Member of the Mississippi Public Service Commission from the Central District
- In office January 2016 – January 1, 2020
- Preceded by: Lynn Posey
- Succeeded by: Brent Bailey

Member of the Mississippi House of Representatives from the 66th district
- In office January 5, 2000 – January 5, 2016
- Preceded by: Ken Stribling
- Succeeded by: Jarvis Dortch

Personal details
- Born: Cecil Charles Brown Jr. June 22, 1944 (age 82) Meridian, Mississippi, U.S.
- Party: Democratic
- Children: 4
- Education: University of Mississippi (BA); University of Texas (MPA);
- Occupation: Investment advisor; politician;

= Cecil Brown (Mississippi politician) =

American politician

Cecil Charles Brown Jr. (born June 22, 1944) is an American politician. He was a member of the Mississippi House of Representatives from the 66th District, from 1999 to 2015. He is a member of the Democratic Party.

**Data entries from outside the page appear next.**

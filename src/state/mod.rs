//! Application state module

mod app_state;
mod forms;

pub use app_state::*;
pub use forms::*;
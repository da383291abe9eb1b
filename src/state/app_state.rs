//! Application state definitions

use crate::state::{
    ForgotPasswordForm, FormState, LoginForm, RegistrationForm, ResetPasswordForm,
};

/// Current view in the application, one per route
#[derive(Debug, Clone, PartialEq, Eq, Default)]
pub enum View {
    /// Placeholder homepage shown after a successful login
    Home,
    #[default]
    Login,
    Registration,
    ForgotPassword,
    ResetPassword,
    /// Catch-all for unmatched routes
    NotFound,
}

impl View {
    /// Whether the view hosts a form with text input
    pub fn is_form_view(&self) -> bool {
        matches!(
            self,
            View::Login | View::Registration | View::ForgotPassword | View::ResetPassword
        )
    }
}

/// Visual flavor of a page-level banner
#[derive(Debug, Clone, Copy, PartialEq, Eq)]
pub enum BannerKind {
    Success,
    Error,
    Info,
}

/// Inline page-level message rendered above the form
#[derive(Debug, Clone, PartialEq, Eq)]
pub struct Banner {
    pub kind: BannerKind,
    pub title: String,
    pub text: String,
}

impl Banner {
    pub fn success(title: impl Into<String>, text: impl Into<String>) -> Self {
        Self {
            kind: BannerKind::Success,
            title: title.into(),
            text: text.into(),
        }
    }

    pub fn error(title: impl Into<String>, text: impl Into<String>) -> Self {
        Self {
            kind: BannerKind::Error,
            title: title.into(),
            text: text.into(),
        }
    }

    pub fn info(title: impl Into<String>, text: impl Into<String>) -> Self {
        Self {
            kind: BannerKind::Info,
            title: title.into(),
            text: text.into(),
        }
    }
}

/// UI-scoped application state: the current view, its form, and any banner.
///
/// Form state lives only as long as its view; navigating away discards it.
#[derive(Debug, Clone, Default)]
pub struct AppState {
    pub current_view: View,
    pub form: FormState,
    pub banner: Option<Banner>,
}

impl AppState {
    /// Build the fresh form state for a view being entered.
    ///
    /// `reset_token` feeds the reset-password form; `remembered_email`
    /// prefills the login email.
    pub fn form_for(
        view: &View,
        reset_token: Option<String>,
        remembered_email: Option<&str>,
    ) -> FormState {
        match view {
            View::Login => FormState::Login(match remembered_email {
                Some(email) => LoginForm::with_email(email.to_string()),
                None => LoginForm::new(),
            }),
            View::Registration => FormState::Registration(RegistrationForm::new()),
            View::ForgotPassword => FormState::ForgotPassword(ForgotPasswordForm::new()),
            View::ResetPassword => FormState::ResetPassword(ResetPasswordForm::new(reset_token)),
            View::Home | View::NotFound => FormState::None,
        }
    }
}

#[cfg(test)]
mod tests {
    use super::*;

    #[test]
    fn test_default_view_is_login() {
        assert_eq!(View::default(), View::Login);
    }

    #[test]
    fn test_form_views() {
        assert!(View::Login.is_form_view());
        assert!(View::Registration.is_form_view());
        assert!(View::ForgotPassword.is_form_view());
        assert!(View::ResetPassword.is_form_view());
        assert!(!View::Home.is_form_view());
        assert!(!View::NotFound.is_form_view());
    }

    #[test]
    fn test_form_for_builds_flow_forms() {
        assert!(matches!(
            AppState::form_for(&View::Login, None, None),
            FormState::Login(_)
        ));
        assert!(matches!(
            AppState::form_for(&View::Registration, None, None),
            FormState::Registration(_)
        ));
        assert!(matches!(
            AppState::form_for(&View::Home, None, None),
            FormState::None
        ));
    }

    #[test]
    fn test_form_for_prefills_remembered_email() {
        let form = AppState::form_for(&View::Login, None, Some("user@example.com"));
        match form {
            FormState::Login(f) => assert_eq!(f.email.as_text(), "user@example.com"),
            other => panic!("expected login form, got {other:?}"),
        }
    }

    #[test]
    fn test_form_for_threads_reset_token() {
        let form = AppState::form_for(&View::ResetPassword, Some("tok".to_string()), None);
        match form {
            FormState::ResetPassword(f) => assert_eq!(f.token.as_deref(), Some("tok")),
            other => panic!("expected reset form, got {other:?}"),
        }
    }
}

In the 1999 general election, Brown defeated three-term Republican incumbent Ken Stribling in what had been considered a fairly safe seat for the Republicans. During his second term, he was appointed to chair the House Education Committee. He was elected to the Mississippi Public Service Commission in 2015 with 53% of the vote. In 2019, he stated he wouldn't seek reelection. In the 2019 general election, Republican Brent Bailey defeated Democratic candidate De'Keither Stamps to succeed Brown on the Commission.